Want to create something genuinely unsettling in Photoshop? This abstract composite technique transforms ordinary photos into dark, surreal artwork.
Jenny Le’s tutorial breaks down how to build a haunting scene featuring a flaming tree-woman. You’ll learn practical manipulation techniques that work across different creative projects. Plus, the methods here apply far beyond this specific design.
What You’ll Actually Learn
This isn’t just about copying one design. The techniques teach fundamental Photoshop skills you’ll use repeatedly.
First, you’ll master texture blending without making everything look muddy. Then you’ll learn lighting effects that create mood instead of just looking filtered. Most importantly, you’ll understand layer masking well enough to blend anything seamlessly.

The tutorial uses specific stock images. But honestly? Use whatever you have. The process matters more than the exact photos.
Building the Foundation Layer
Start with a 1000×1050 pixel canvas filled with white. Obviously, adjust the size for your needs.
Drop in your base texture and scale it down to 40% using Free Transform (Cmd/Ctrl+T). This creates your atmospheric foundation without overwhelming the composition.

Now comes an important step most tutorials skip. Create a new layer and grab the Clone Stamp tool. Remove distracting texture details that pull focus from your main subject.

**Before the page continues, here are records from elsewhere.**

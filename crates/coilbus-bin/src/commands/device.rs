// SPDX-License-Identifier: PolyForm-Noncommercial-1.0.0
// Copyright (c) 2025 Sylvex. All rights reserved.

//! Implementation of `identify`, `read`, `write` and `coils`.

use coilbus_rtu::{CoilBlock, RegisterBlock};
use tracing::info;

use super::{connect, emit};
use crate::cli::{Cli, CoilCommand, ReadArgs, WriteArgs};
use crate::config::CoilbusConfig;
use crate::error::{BinError, BinResult};

/// Reads and prints the identification block.
pub async fn identify(cli: &Cli, config: &CoilbusConfig) -> BinResult<()> {
    let client = connect(config).await?;
    let identity = client.read_identity().await;
    client.disconnect().await?;
    let identity = identity?;

    if !identity.is_recognized() {
        tracing::warn!(magic = ?identity.magic, "Unexpected identification magic");
    }

    emit(cli, &identity, || {
        for (name, value) in identity.fields() {
            println!("{:<18} {}", name, value);
        }
        if cli.is_verbose() {
            println!("{:<18} {}", "Raw", identity.raw_hex());
        }
    })
}

fn print_registers(block: &RegisterBlock) {
    if block.is_empty() {
        println!("(no data)");
    }
    for (i, value) in block.values.iter().enumerate() {
        let address = u32::from(block.start) + i as u32;
        println!("{:>5}: {:>5}  0x{:04X}", address, value, value);
    }
}

fn print_coils(block: &CoilBlock) {
    if block.is_empty() {
        println!("(no data)");
    }
    for (i, on) in block.values.iter().enumerate() {
        let address = u32::from(block.start) + i as u32;
        println!("{:>5}: {}", address, if *on { "ON" } else { "off" });
    }
}

/// Reads registers.
pub async fn read(cli: &Cli, config: &CoilbusConfig, args: ReadArgs) -> BinResult<()> {
    let client = connect(config).await?;
    let block = if args.input {
        client.read_input_registers(args.start, args.count).await
    } else {
        client.read_holding_registers(args.start, args.count).await
    };
    client.disconnect().await?;
    let block = block?;

    emit(cli, &block, || print_registers(&block))
}

/// Writes registers.
pub async fn write(cli: &Cli, config: &CoilbusConfig, args: WriteArgs) -> BinResult<()> {
    if args.single && args.values.len() != 1 {
        return Err(BinError::config("--single takes exactly one value"));
    }

    let client = connect(config).await?;
    let result = if args.single {
        client.write_single_register(args.start, args.values[0]).await
    } else {
        client.write_holding_registers(args.start, &args.values).await
    };
    client.disconnect().await?;
    result?;

    info!(start = args.start, count = args.values.len(), "Registers written");
    let block = RegisterBlock::new(args.start, args.values);
    emit(cli, &block, || {
        println!("Wrote {} register(s) at {}", block.len(), block.start)
    })
}

/// Reads or writes coils.
pub async fn coils(cli: &Cli, config: &CoilbusConfig, command: CoilCommand) -> BinResult<()> {
    let client = connect(config).await?;

    match command {
        CoilCommand::Read(args) => {
            let block = client.read_coils(args.start, args.count).await;
            client.disconnect().await?;
            let block = block?;
            emit(cli, &block, || print_coils(&block))
        }
        CoilCommand::Write(args) => {
            let result = match args.values.as_slice() {
                [on] => client.write_single_coil(args.start, *on).await,
                values => client.write_multiple_coils(args.start, values).await,
            };
            client.disconnect().await?;
            result?;

            let block = CoilBlock::new(args.start, args.values);
            emit(cli, &block, || {
                println!("Wrote {} coil(s) at {}", block.len(), block.start)
            })
        }
    }
}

Clean textures let your creative elements shine instead of competing for attention.
Adding Environmental Depth
Place your forest background over the texture. Change the blend mode to Soft Light at 100% opacity.
Here’s where layer masking becomes critical. Add a mask to the forest layer. Use a soft black brush with 30-70% opacity to blur edges and create atmospheric depth. This prevents harsh transitions that scream “bad Photoshop.”
Duplicate the forest layer and flip it horizontally (Edit > Transform > Flip Horizontal). Position it on the right side. Again, mask the hard edges for seamless blending.

Smart Layer Organization
Select both forest layers and hit Cmd/Ctrl+G to group them together. Change the group blend mode from Pass Through to Soft Light 100%.
This step matters more than you’d think. Keeping Soft Light mode ensures adjustment layers inside the group only affect forest elements. That gives you precise control over individual components.
Fine-Tuning Atmospheric Lighting
Add a Curves adjustment layer inside your forest group. This affects only the forest layers underneath.

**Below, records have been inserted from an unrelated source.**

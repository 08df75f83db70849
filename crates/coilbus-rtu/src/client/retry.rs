// SPDX-License-Identifier: PolyForm-Noncommercial-1.0.0
// Copyright (c) 2025 Sylvex. All rights reserved.

//! Retry and backoff strategies.
//!
//! Transactions themselves are never retried here; a write that may have
//! reached the device must not be repeated blindly. Retry policy covers
//! opening the port and whole multi-register procedures such as reading
//! the device settings.

use std::future::Future;
use std::time::Duration;

use rand::Rng;
use serde::{Deserialize, Serialize};

use crate::error::RtuResult;

// =============================================================================
// RetryConfig
// =============================================================================

/// Configuration for retry behavior.
#[derive(Debug, Clone, PartialEq, Serialize, Deserialize)]
pub struct RetryConfig {
    /// Maximum number of retry attempts (0 = no retries).
    #[serde(default = "default_max_retries")]
    pub max_retries: u32,
    /// Retry strategy to use.
    #[serde(default)]
    pub strategy: RetryStrategy,
}

fn default_max_retries() -> u32 {
    3
}

impl RetryConfig {
    /// Creates a new retry configuration with the given max retries.
    pub fn new(max_retries: u32) -> Self {
        Self {
            max_retries,
            strategy: RetryStrategy::default(),
        }
    }

    /// Creates a configuration with no retries.
    pub fn no_retry() -> Self {
        Self {
            max_retries: 0,
            strategy: RetryStrategy::Immediate,
        }
    }

    /// Creates a configuration with exponential backoff.
    pub fn exponential(max_retries: u32, initial_delay: Duration, max_delay: Duration) -> Self {
        Self {
            max_retries,
            strategy: RetryStrategy::Exponential(ExponentialBackoff::new(initial_delay, max_delay)),
        }
    }

    /// Creates a configuration with fixed delay.
    pub fn fixed(max_retries: u32, delay: Duration) -> Self {
        Self {
            max_retries,
            strategy: RetryStrategy::Fixed(delay),
        }
    }

    /// Sets the retry strategy.
    pub fn with_strategy(mut self, strategy: RetryStrategy) -> Self {
        self.strategy = strategy;
        self
    }

    /// Total attempts including the first.
    pub fn attempts(&self) -> u32 {
        self.max_retries.saturating_add(1)
    }
}

impl Default for RetryConfig {
    fn default() -> Self {
        Self {
            max_retries: default_max_retries(),
            strategy: RetryStrategy::default(),
        }
    }
}

// =============================================================================
// RetryStrategy
// =============================================================================

/// Strategy for calculating retry delays.
#[derive(Debug, Clone, PartialEq, Serialize, Deserialize)]
#[serde(tag = "kind", content = "value", rename_all = "snake_case")]
pub enum RetryStrategy {
    /// No delay between retries.
    Immediate,
    /// Fixed delay between retries.
    Fixed(#[serde(with = "humantime_serde")] Duration),
    /// Linear backoff (delay * attempt).
    Linear(LinearBackoff),
    /// Exponential backoff with optional jitter.
    Exponential(ExponentialBackoff),
}

impl RetryStrategy {
    /// Calculates the delay for the given attempt number (0-based).
    pub fn delay(&self, attempt: u32) -> Duration {
        match self {
            Self::Immediate => Duration::ZERO,
            Self::Fixed(duration) => *duration,
            Self::Linear(linear) => linear.delay(attempt),
            Self::Exponential(exp) => exp.delay(attempt),
        }
    }
}

impl Default for RetryStrategy {
    fn default() -> Self {
        Self::Exponential(ExponentialBackoff::default())
    }
}

// =============================================================================
// LinearBackoff
// =============================================================================

/// Linear backoff strategy.
///
/// Delay increases linearly with each attempt: base_delay * (attempt + 1).
#[derive(Debug, Clone, PartialEq, Serialize, Deserialize)]
pub struct LinearBackoff {
    /// Base delay for the first retry.
    #[serde(with = "humantime_serde")]
    pub base_delay: Duration,
    /// Maximum delay cap.
    #[serde(with = "humantime_serde")]
    pub max_delay: Duration,
}

impl LinearBackoff {
    /// Creates a new linear backoff.
    pub fn new(base_delay: Duration, max_delay: Duration) -> Self {
        Self {
            base_delay,
            max_delay,
        }
    }

    /// Calculates the delay for the given attempt.
    pub fn delay(&self, attempt: u32) -> Duration {
        let delay = self.base_delay.saturating_mul(attempt.saturating_add(1));
        delay.min(self.max_delay)
    }
}

// =============================================================================
// ExponentialBackoff
// =============================================================================

/// Exponential backoff strategy with optional jitter.
///
/// Delay doubles with each attempt: initial_delay * 2^attempt.
#[derive(Debug, Clone, PartialEq, Serialize, Deserialize)]
pub struct ExponentialBackoff {
    /// Initial delay for the first retry.
    #[serde(with = "humantime_serde")]
    pub initial_delay: Duration,
    /// Maximum delay cap.
    #[serde(with = "humantime_serde")]
    pub max_delay: Duration,
    /// Multiplier for each attempt (default: 2.0).
    pub multiplier: f64,
    /// Jitter factor (0.0 = no jitter, 1.0 = up to 100% jitter).
    pub jitter_factor: f64,
}

impl ExponentialBackoff {
    /// Creates a new exponential backoff.
    pub fn new(initial_delay: Duration, max_delay: Duration) -> Self {
        Self {
            initial_delay,
            max_delay,
            multiplier: 2.0,
            jitter_factor: 0.0,
        }
    }

    /// Sets the multiplier.
    pub fn with_multiplier(mut self, multiplier: f64) -> Self {
        self.multiplier = multiplier;
        self
    }

    /// Sets the jitter factor.
    pub fn with_jitter(mut self, jitter_factor: f64) -> Self {
        self.jitter_factor = jitter_factor.clamp(0.0, 1.0);
        self
    }

    /// Calculates the delay for the given attempt.
    pub fn delay(&self, attempt: u32) -> Duration {
        let base = self.initial_delay.as_secs_f64() * self.multiplier.powi(attempt as i32);
        let capped = base.min(self.max_delay.as_secs_f64());

        let final_delay = if self.jitter_factor > 0.0 {
            let jitter_range = capped * self.jitter_factor;
            let jitter = rand::thread_rng().gen_range(-jitter_range..=jitter_range);
            (capped + jitter).max(0.0)
        } else {
            capped
        };

        Duration::from_secs_f64(final_delay)
    }
}

impl Default for ExponentialBackoff {
    fn default() -> Self {
        Self {
            initial_delay: Duration::from_millis(250),
            max_delay: Duration::from_secs(5),
            multiplier: 2.0,
            jitter_factor: 0.1,
        }
    }
}

// =============================================================================
// with_retry
// =============================================================================

/// Runs `operation` until it succeeds, fails with a non-retryable error, or
/// the configured attempts are used up.
pub async fn with_retry<T, F, Fut>(config: &RetryConfig, what: &str, mut operation: F) -> RtuResult<T>
where
    F: FnMut(u32) -> Fut,
    Fut: Future<Output = RtuResult<T>>,
{
    let mut attempt = 0;
    loop {
        match operation(attempt).await {
            Ok(value) => return Ok(value),
            Err(error) => {
                if !error.is_retryable() || attempt >= config.max_retries {
                    return Err(error);
                }

                let delay = config.strategy.delay(attempt);
                tracing::debug!(
                    operation = what,
                    attempt = attempt + 1,
                    max_retries = config.max_retries,
                    delay_ms = delay.as_millis() as u64,
                    error = %error,
                    "Retrying"
                );

                tokio::time::sleep(delay).await;
                attempt += 1;
            }
        }
    }
}

// =============================================================================
// Tests
// =============================================================================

Use a soft black brush on the Curves layer mask to selectively brighten or darken areas. Paint with varied opacity to create natural-looking light falloff. Harsh, uniform adjustments destroy atmospheric depth.
Controlling Overall Brightness
Create a Curves adjustment layer above all background elements. This controls the entire base scene’s luminosity.
Brush black on the layer mask to protect areas you want brighter. Build up darkness gradually across multiple Curves layers instead of trying to nail it in one pass. Subtle adjustments look professional. Heavy-handed ones look amateur.
Add another Curves layer to continue darkening. Compare your result to the reference image and adjust until the mood matches.

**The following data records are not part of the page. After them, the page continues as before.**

impl TransactionRequest {
    /// Creates a request with a raw function byte.
    pub fn new(address: DeviceAddress, function: u8, payload: Vec<u8>) -> Self {
        Self {
            address,
            function,
            payload,
        }
    }

    /// Read request (`start`, `count`) for FC01/03/04.
    pub fn read(address: DeviceAddress, function: FunctionCode, start: u16, count: u16) -> Self {
        let mut payload = Vec::with_capacity(4);
        payload.extend_from_slice(&start.to_be_bytes());
        payload.extend_from_slice(&count.to_be_bytes());
        Self::new(address, function.code(), payload)
    }

    /// Identification request (FC 0x11).
    pub fn identify(address: DeviceAddress) -> Self {
        Self::new(
            address,
            FunctionCode::Identify.code(),
            IDENTIFY_PAYLOAD.to_vec(),
        )
    }

    /// Single-value write (FC05/06): register address followed by value.
    pub fn write_single(
        address: DeviceAddress,
        function: FunctionCode,
        register: u16,
        value: u16,
    ) -> Self {
        let mut payload = Vec::with_capacity(4);
        payload.extend_from_slice(&register.to_be_bytes());
        payload.extend_from_slice(&value.to_be_bytes());
        Self::new(address, function.code(), payload)
    }

    /// Multi-value write (FC0F/10): start, quantity, byte count, data.
    pub fn write_multiple(
        address: DeviceAddress,
        function: FunctionCode,
        start: u16,
        quantity: u16,
        data: &[u8],
    ) -> Self {
        let mut payload = Vec::with_capacity(5 + data.len());
        payload.extend_from_slice(&start.to_be_bytes());
        payload.extend_from_slice(&quantity.to_be_bytes());
        payload.push(data.len() as u8);
        payload.extend_from_slice(data);
        Self::new(address, function.code(), payload)
    }

    /// Target device.
    pub fn address(&self) -> DeviceAddress {
        self.address
    }

    /// Function byte.
    pub fn function(&self) -> u8 {
        self.function
    }

    /// Request body.
    pub fn payload(&self) -> &[u8] {
        &self.payload
    }

    /// Encodes the request with its CRC.
    pub fn encode(&self) -> Vec<u8> {
        codec::encode(self.address.get(), self.function, &self.payload)
    }
}

// =============================================================================
// OperationClass
// =============================================================================

/// Operation class; selects settle delay and read timeout.
#[derive(Debug, Clone, Copy, PartialEq, Eq, Hash)]
pub enum OperationClass {
    /// Register or coil read.
    Read,
    /// Identification request.
    Identify,
    /// Single register/coil write.
    SingleWrite,
    /// Multiple register/coil write.
    MultiWrite,
    /// Discovery probe.
    Probe,
}

impl OperationClass {
    /// Delay between write and read.
    pub fn settle(&self, timing: &TimingConfig) -> Duration {
        match self {
            Self::Read => timing.read_settle,
            Self::Identify => timing.identify_settle,
            Self::SingleWrite => timing.single_write_settle,
            Self::MultiWrite => timing.multi_write_settle,
            Self::Probe => timing.probe_settle,
        }
    }

    /// Time allowed for the first response byte.
    pub fn timeout(&self, timing: &TimingConfig) -> Duration {
        match self {
            Self::Probe => timing.probe_timeout,
            _ => timing.read_timeout,
        }
    }

    /// Returns `true` for write classes.
    pub fn is_write(&self) -> bool {
        matches!(self, Self::SingleWrite | Self::MultiWrite)
    }

    /// Name for logging.
    pub fn as_str(&self) -> &'static str {
        match self {
            Self::Read => "read",
            Self::Identify => "identify",
            Self::SingleWrite => "single_write",
            Self::MultiWrite => "multi_write",
            Self::Probe => "probe",
        }
    }
}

Integrating Your Main Subject
Extract your model using your preferred selection method. Place her at the top center of the composition.
Skip the legs if they’re not needed. Why waste time on elements that won’t show? Focus effort where it creates actual value.
Why This Tutorial Actually Matters

Most Photoshop tutorials teach you to copy one specific design. This one teaches transferable skills.
The layer masking technique works for any composite project. Understanding blend modes helps across all photo manipulation work. Plus, learning to control lighting through adjustment layers applies to countless creative scenarios.
Sure, the stock images cost money. But that misses the point entirely. Use free alternatives from Unsplash or Pexels. The methods work regardless of your exact source photos.
Common Mistakes to Avoid
Don’t rush the masking process. Sloppy masks create obvious composites that look cheap. Take time to feather edges and vary opacity for natural blending.

Avoid cranking blend modes to 100% without testing lower opacities first. Sometimes 60-80% looks more realistic than full strength. Your eyes tell you what works better than any rule.
Stop using the same brush opacity throughout. Vary between 30-70% based on the area you’re working. Consistent opacity creates uniform, unnatural results.
Making It Your Own
This tutorial provides a framework, not a paint-by-numbers guide. Swap the tree-woman concept for your own ideas. Replace the flaming elements with ice, smoke, or flowers.
The real value lies in understanding how textures, blend modes, and layer masks work together. Master those fundamentals and you can create anything.